[SUPPLIED ENTRIES — start]

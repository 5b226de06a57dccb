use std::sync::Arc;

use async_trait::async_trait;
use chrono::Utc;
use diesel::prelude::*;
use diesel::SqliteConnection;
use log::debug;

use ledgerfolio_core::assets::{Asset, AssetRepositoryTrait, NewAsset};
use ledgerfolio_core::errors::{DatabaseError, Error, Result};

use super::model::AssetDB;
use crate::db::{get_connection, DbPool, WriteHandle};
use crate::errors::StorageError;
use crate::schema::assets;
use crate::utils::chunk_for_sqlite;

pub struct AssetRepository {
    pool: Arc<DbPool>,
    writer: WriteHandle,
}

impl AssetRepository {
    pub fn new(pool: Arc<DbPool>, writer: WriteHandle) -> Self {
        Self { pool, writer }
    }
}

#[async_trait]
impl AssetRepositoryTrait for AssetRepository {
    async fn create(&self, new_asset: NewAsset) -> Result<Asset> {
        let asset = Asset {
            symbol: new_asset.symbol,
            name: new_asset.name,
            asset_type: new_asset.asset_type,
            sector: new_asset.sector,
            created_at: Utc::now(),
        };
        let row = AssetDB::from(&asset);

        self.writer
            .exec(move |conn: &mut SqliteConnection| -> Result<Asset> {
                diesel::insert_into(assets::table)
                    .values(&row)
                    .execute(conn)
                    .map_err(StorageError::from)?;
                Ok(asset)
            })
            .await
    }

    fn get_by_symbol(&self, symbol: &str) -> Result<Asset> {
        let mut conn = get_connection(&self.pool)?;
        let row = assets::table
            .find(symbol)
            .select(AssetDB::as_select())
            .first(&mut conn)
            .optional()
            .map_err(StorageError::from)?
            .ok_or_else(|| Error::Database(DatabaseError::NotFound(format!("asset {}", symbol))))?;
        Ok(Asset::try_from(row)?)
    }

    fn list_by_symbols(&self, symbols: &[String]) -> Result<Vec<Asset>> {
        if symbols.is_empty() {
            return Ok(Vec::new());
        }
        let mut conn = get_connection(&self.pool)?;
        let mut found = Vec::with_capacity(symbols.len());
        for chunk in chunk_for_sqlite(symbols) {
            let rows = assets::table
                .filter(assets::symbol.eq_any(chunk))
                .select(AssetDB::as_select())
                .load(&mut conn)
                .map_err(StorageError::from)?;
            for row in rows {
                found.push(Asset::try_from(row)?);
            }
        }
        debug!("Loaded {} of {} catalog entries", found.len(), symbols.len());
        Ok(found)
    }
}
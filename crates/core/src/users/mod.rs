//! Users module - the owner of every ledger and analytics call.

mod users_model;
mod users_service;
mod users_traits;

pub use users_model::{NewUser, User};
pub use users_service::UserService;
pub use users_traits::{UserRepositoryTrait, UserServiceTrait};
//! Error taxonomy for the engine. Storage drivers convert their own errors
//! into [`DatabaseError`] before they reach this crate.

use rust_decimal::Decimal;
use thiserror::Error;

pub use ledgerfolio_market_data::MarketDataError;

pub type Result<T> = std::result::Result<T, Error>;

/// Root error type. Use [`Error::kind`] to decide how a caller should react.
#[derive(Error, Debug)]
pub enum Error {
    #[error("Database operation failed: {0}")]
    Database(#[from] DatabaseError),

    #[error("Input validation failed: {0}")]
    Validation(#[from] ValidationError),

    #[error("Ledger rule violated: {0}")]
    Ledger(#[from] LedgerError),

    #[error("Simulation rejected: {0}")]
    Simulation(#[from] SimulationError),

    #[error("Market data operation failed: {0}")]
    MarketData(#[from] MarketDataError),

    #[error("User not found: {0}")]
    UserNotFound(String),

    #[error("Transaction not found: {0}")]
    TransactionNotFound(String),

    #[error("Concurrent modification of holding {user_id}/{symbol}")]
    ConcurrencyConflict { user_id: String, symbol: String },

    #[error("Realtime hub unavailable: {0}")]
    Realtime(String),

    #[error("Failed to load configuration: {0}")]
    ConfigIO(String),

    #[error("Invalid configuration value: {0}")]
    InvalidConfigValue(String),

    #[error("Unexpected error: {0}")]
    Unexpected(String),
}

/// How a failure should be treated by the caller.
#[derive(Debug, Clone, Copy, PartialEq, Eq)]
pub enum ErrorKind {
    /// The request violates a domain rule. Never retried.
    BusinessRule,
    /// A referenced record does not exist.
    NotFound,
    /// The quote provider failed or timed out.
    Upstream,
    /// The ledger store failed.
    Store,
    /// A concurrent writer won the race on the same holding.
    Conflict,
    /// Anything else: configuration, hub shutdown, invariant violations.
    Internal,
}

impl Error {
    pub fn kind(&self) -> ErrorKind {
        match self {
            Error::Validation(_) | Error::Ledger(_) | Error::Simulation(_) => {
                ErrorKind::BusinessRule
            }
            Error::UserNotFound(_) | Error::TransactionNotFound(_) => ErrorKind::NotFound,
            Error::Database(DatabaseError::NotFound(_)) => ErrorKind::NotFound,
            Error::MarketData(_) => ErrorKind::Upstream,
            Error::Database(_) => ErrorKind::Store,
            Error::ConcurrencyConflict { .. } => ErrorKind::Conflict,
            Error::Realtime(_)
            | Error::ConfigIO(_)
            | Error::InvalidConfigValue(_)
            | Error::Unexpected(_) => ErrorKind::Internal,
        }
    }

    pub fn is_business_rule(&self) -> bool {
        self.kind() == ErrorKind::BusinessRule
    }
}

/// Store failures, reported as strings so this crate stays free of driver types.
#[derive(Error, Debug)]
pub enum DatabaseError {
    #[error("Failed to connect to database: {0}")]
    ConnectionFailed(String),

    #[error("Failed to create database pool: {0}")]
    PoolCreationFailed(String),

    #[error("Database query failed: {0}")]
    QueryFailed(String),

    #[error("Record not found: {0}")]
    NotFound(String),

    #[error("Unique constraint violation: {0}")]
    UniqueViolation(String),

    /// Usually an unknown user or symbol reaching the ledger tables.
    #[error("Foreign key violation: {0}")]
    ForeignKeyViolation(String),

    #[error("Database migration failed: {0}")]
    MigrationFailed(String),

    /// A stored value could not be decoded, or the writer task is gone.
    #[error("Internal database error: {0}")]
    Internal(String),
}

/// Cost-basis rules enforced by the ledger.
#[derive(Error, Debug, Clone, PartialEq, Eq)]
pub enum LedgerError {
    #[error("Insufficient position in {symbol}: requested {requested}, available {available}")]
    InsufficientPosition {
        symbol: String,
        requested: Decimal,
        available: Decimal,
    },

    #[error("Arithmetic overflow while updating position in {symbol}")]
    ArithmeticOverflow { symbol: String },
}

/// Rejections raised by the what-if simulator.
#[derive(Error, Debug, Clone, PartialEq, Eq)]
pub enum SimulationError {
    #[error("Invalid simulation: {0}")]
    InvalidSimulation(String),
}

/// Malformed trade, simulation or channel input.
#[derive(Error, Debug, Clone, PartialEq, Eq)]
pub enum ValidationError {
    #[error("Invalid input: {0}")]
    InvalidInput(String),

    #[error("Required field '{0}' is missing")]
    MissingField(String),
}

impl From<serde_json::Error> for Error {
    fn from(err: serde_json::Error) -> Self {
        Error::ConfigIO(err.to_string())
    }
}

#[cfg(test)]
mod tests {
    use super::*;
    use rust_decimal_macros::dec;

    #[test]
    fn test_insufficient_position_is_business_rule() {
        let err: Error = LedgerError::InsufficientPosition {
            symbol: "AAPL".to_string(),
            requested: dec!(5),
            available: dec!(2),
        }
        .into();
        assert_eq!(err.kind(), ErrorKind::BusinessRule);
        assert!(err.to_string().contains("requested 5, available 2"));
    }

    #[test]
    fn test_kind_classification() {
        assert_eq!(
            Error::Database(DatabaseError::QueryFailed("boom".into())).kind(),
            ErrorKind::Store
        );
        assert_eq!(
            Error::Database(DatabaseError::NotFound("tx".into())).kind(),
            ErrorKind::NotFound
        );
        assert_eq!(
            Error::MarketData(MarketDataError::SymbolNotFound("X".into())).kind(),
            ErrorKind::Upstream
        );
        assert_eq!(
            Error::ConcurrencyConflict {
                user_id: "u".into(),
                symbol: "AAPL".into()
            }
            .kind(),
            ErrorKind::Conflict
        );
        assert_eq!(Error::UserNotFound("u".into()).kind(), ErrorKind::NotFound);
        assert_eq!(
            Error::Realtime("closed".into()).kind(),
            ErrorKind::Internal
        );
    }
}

[SUPPLIED ENTRIES — finish]
[SUPPLIED ENTRIES — start]

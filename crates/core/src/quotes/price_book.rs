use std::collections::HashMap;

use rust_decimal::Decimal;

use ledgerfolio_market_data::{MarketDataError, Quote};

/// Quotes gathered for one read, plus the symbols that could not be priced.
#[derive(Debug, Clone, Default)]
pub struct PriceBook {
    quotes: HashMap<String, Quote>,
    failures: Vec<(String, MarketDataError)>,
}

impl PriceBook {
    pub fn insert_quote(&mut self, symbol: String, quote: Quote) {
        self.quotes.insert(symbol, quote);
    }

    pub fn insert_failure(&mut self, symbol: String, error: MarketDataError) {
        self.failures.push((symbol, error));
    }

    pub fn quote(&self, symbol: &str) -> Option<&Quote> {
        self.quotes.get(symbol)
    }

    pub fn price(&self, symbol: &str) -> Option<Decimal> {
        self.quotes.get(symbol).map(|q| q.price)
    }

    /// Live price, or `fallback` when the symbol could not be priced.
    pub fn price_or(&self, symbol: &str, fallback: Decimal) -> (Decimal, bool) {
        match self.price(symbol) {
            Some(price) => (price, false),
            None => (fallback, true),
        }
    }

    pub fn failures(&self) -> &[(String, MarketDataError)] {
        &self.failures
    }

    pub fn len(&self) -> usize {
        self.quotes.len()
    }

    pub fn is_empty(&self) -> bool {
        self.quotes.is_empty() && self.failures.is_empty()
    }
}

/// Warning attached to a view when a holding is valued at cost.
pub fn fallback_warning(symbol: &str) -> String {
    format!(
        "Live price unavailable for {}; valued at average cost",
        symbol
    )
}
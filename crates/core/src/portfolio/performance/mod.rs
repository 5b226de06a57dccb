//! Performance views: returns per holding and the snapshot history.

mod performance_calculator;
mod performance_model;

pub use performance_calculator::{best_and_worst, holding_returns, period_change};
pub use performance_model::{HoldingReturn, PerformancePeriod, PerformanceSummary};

[SUPPLIED ENTRIES — finish]

> [REQUIRED ACTION]:
When the line with "use super::*;" is reached in the data above, begin copying, and stop after the line with "assert_eq!(err.kind(), ErrorKind::BusinessRule);"; copy each line exactly, both ends included.

> [ANSWER SPACE]:
    use super::*;
    use rust_decimal_macros::dec;

    #[test]
    fn test_insufficient_position_is_business_rule() {
        let err: Error = LedgerError::InsufficientPosition {
            symbol: "AAPL".to_string(),
            requested: dec!(5),
            available: dec!(2),
        }
        .into();
        assert_eq!(err.kind(), ErrorKind::BusinessRule);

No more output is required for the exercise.